Consideraciones ambientales
Los suministros básicos como energía eléctrica, combustibles, agua potable y servicios higiénicos y materiales de construcción serán provistos en cantidad suficiente y oportuna por el contratista y suministrados por terceros autorizados de la zona.
Los residuos sólidos asimilables a domésticos se almacenarán en contenedores de 200 litros en los frentes de trabajo, mientras los restos industriales no peligrosos serán llevados a una zona temporal que contará con contendores tipo batea. En tanto, los residuos peligrosos serán acopiados en un sitio destinado particularmente para esta clase. El retiro y disposición final estará a cargo de empresas autorizadas de la zona.
Las principales emisiones para la etapa de construcción corresponden al material particulado, gases de combustión de vehículos y maquinarias que emanan de las actividades de las obras.
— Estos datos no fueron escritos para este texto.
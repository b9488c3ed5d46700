//! Source texture loading and sampling
//!
//! The compositor samples one decoded RGBA image. Loading is synchronous:
//! either the texture decodes and is ready before the first frame, or
//! startup fails. `ready()` is the explicit gate the compositor consults.

use anyhow::{Context, Result};
use std::path::Path;

/// A decoded source image plus its pixel dimensions.
#[derive(Debug, Clone)]
pub struct SourceTexture {
    width: u32,
    height: u32,
    /// Tightly packed RGBA8 rows.
    pixels: Vec<u8>,
}

impl SourceTexture {
    /// Decode an image file into RGBA8. Fails loudly; there is no deferred
    /// or partial load.
    pub fn load(path: &Path) -> Result<Self> {
        let img = image::open(path)
            .with_context(|| format!("Failed to load source image from {:?}", path))?
            .to_rgba8();

        let (width, height) = img.dimensions();
        tracing::info!("Loaded source texture {:?}: {}x{}", path, width, height);

        Ok(Self {
            width,
            height,
            pixels: img.into_raw(),
        })
    }

    /// Wrap an existing RGBA8 buffer. The buffer length must match the
    /// dimensions for the texture to report ready.
    pub fn from_rgba(width: u32, height: u32, pixels: Vec<u8>) -> Self {
        Self {
            width,
            height,
            pixels,
        }
    }

    pub fn width(&self) -> u32 {
        self.width
    }

    pub fn height(&self) -> u32 {
        self.height
    }

    /// Whether the texture is usable for sampling.
    pub fn ready(&self) -> bool {
        self.width > 0
            && self.height > 0
            && self.pixels.len() == (self.width as usize * self.height as usize * 4)
    }

    /// Bilinear sample at normalized coordinates, edge-clamped.
    ///
    /// `u`/`v` outside `[0, 1]` clamp to the border texel.
    #[inline]
    pub fn sample_bilinear(&self, u: f64, v: f64) -> [u8; 4] {
        let w = self.width as usize;
        let h = self.height as usize;

        let x = (u.clamp(0.0, 1.0) * (w - 1) as f64).max(0.0);
        let y = (v.clamp(0.0, 1.0) * (h - 1) as f64).max(0.0);

        let x0 = x.floor() as usize;
        let y0 = y.floor() as usize;
        let x1 = (x0 + 1).min(w - 1);
        let y1 = (y0 + 1).min(h - 1);

        let fx = x - x0 as f64;
        let fy = y - y0 as f64;

        let stride = w * 4;
        let mut result = [0u8; 4];

        for c in 0..4 {
            let p00 = self.pixels[y0 * stride + x0 * 4 + c] as f64;
            let p10 = self.pixels[y0 * stride + x1 * 4 + c] as f64;
            let p01 = self.pixels[y1 * stride + x0 * 4 + c] as f64;
            let p11 = self.pixels[y1 * stride + x1 * 4 + c] as f64;

            let value = p00 * (1.0 - fx) * (1.0 - fy)
                + p10 * fx * (1.0 - fy)
                + p01 * (1.0 - fx) * fy
                + p11 * fx * fy;

            result[c] = value.round().clamp(0.0, 255.0) as u8;
        }

        result
    }
}
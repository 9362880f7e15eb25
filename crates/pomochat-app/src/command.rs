//! Commands sent from a [`crate::ChatHandle`] to the runtime.

use pomochat_core::{ParticipantId, RoomId, SessionError};
use tokio::sync::oneshot;

/// Reply channel for a command.
pub(crate) type Reply<T> = oneshot::Sender<Result<T, SessionError>>;

/// Requests processed by the runtime loop, one at a time.
#[derive(Debug)]
pub(crate) enum Command {
    /// Open a conversation. Replies once the attempt opens or fails.
    Connect { current: ParticipantId, target: ParticipantId, reply: Reply<RoomId> },

    /// Send a message on the open conversation.
    Send { body: String, reply: Reply<()> },

    /// Leave the conversation.
    Disconnect { reply: Reply<()> },

    /// Change the remote participant.
    UpdateTarget { target: ParticipantId, reply: Reply<()> },

    /// Clear the surfaced error.
    ClearError { reply: Reply<()> },

    /// Close everything and stop the loop.
    Shutdown { reply: oneshot::Sender<()> },
}
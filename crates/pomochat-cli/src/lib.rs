//! Terminal front-end for pomochat
//!
//! A line-oriented shell over [`pomochat_app::ChatHandle`]. Lines typed at
//! the prompt become chat commands; session snapshots are printed as they
//! change. All session logic lives in the runtime.
//!
//! # Components
//!
//! - [`app::run`]: the interactive loop
//! - [`input`]: line parsing into [`input::InputCommand`]s
//! - [`render::Printer`]: incremental snapshot output

#![forbid(unsafe_code)]
#![deny(missing_docs)]

pub mod app;
pub mod input;
pub mod render;

pub use app::{AppConfig, DEFAULT_ERROR_TTL, run};
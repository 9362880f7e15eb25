//! Transport events and session actions.

use std::fmt;

use url::Url;

use crate::{error::SessionError, room::RoomId};

/// Token identifying one connection attempt.
///
/// Each `connect` takes the next generation. Transport notifications carry
/// the generation they were opened under; the session drops any whose token
/// no longer matches the live attempt.
#[derive(Debug, Clone, Copy, PartialEq, Eq, Hash, PartialOrd, Ord)]
pub struct Generation(u64);

impl Generation {
    /// Wrap a raw token value.
    pub const fn new(value: u64) -> Self {
        Self(value)
    }

    /// Raw token value.
    pub const fn value(self) -> u64 {
        self.0
    }

    /// The token following this one.
    #[must_use]
    pub const fn next(self) -> Self {
        Self(self.0.wrapping_add(1))
    }
}

impl fmt::Display for Generation {
    fn fmt(&self, f: &mut fmt::Formatter<'_>) -> fmt::Result {
        write!(f, "#{}", self.0)
    }
}

/// Notifications from a transport, fed into the session.
///
/// The caller is responsible for:
/// - Tagging each notification with the [`Generation`] the transport was
///   opened under
/// - Delivering notifications for one transport in the order they occurred
#[derive(Debug, Clone, PartialEq, Eq)]
pub enum TransportEvent {
    /// Transport is open and writable.
    Opened,

    /// A text payload arrived.
    Received(String),

    /// Transport closed (locally, by the peer, or by the network).
    Closed {
        /// Close code, if the transport reported one.
        code: Option<u16>,
        /// Close reason, possibly empty.
        reason: String,
    },

    /// Transport reported an error.
    Error {
        /// Transport-provided description.
        message: String,
    },

    /// A write requested through [`SessionAction::Send`] failed.
    SendFailed {
        /// Transport-provided description.
        message: String,
    },
}

/// Actions produced by the session for the caller to execute.
#[derive(Debug, Clone, PartialEq, Eq)]
pub enum SessionAction {
    /// Open a transport to `url` and tag its events with `generation`.
    Open {
        /// Attempt this transport belongs to.
        generation: Generation,
        /// Chat endpoint with `userID` and `chatWithID` query parameters.
        url: Url,
    },

    /// Write a text payload to the transport for `generation`.
    Send {
        /// Transport to write to.
        generation: Generation,
        /// JSON text payload.
        payload: String,
    },

    /// Close the transport for `generation`.
    ///
    /// Closing a transport that is already gone is a no-op.
    Close {
        /// Transport to close.
        generation: Generation,
        /// WebSocket close code.
        code: u16,
        /// Close reason.
        reason: String,
    },

    /// Forget the transport for `generation` without closing it; it has
    /// already closed or failed.
    Release {
        /// Transport to drop.
        generation: Generation,
    },

    /// The attempt for `generation` opened and its room exists.
    Connected {
        /// Attempt that succeeded.
        generation: Generation,
        /// Room now active.
        room_id: RoomId,
    },

    /// The attempt for `generation` ended without opening.
    ConnectFailed {
        /// Attempt that failed.
        generation: Generation,
        /// Why it failed.
        error: SessionError,
    },

    /// Session state changed; re-render.
    Render,
}
//! Production environment.

use chrono::{DateTime, Utc};
use pomochat_core::Environment;

/// Environment backed by the system clock.
#[derive(Debug, Clone, Copy, Default)]
pub struct SystemEnv;

impl Environment for SystemEnv {
    fn now(&self) -> DateTime<Utc> {
        Utc::now()
    }
}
Dichas emisiones de material particulado y gases, que se generan por efecto del transporte y movimiento de tierra, se estiman en 16.000 m3 aproximadamente, lo que representa un aumento marginal del 1% respecto del volumen total considerado en el proyecto, evaluado 1.600.000 m3.

Durante la fase de operación de la nueva concesión no contempla actividades adicionales a lo ya declarado y aprobado mediante Resolución de Calificación Ambiental, RCA, N°38/1998. Asimismo, no establece requerimientos adicionales de insumos y servicios, ni generación extra de residuos, aguas servidas y emisiones atmosféricas.
“Al comparar la descripción de las obras y acciones que intervienen al proyecto denominado Concesión Internacional Ruta 5 Tramo Los Vilos – La Serena, que consisten en obras de renovación de infraestructura vial existente que modifican el Proyecto original, se concluye que existe una tipología que coincide con la información entregada”, indicó Martínez.
Otras consideraciones aludieron a áreas que ya habían sido evaluadas ambientalmente y que las obras no conllevan contaminantes distintos o en una cantidad mayor a los considerados. Tampoco habrá extracción de agua desde cursos superficiales ni subterráneos.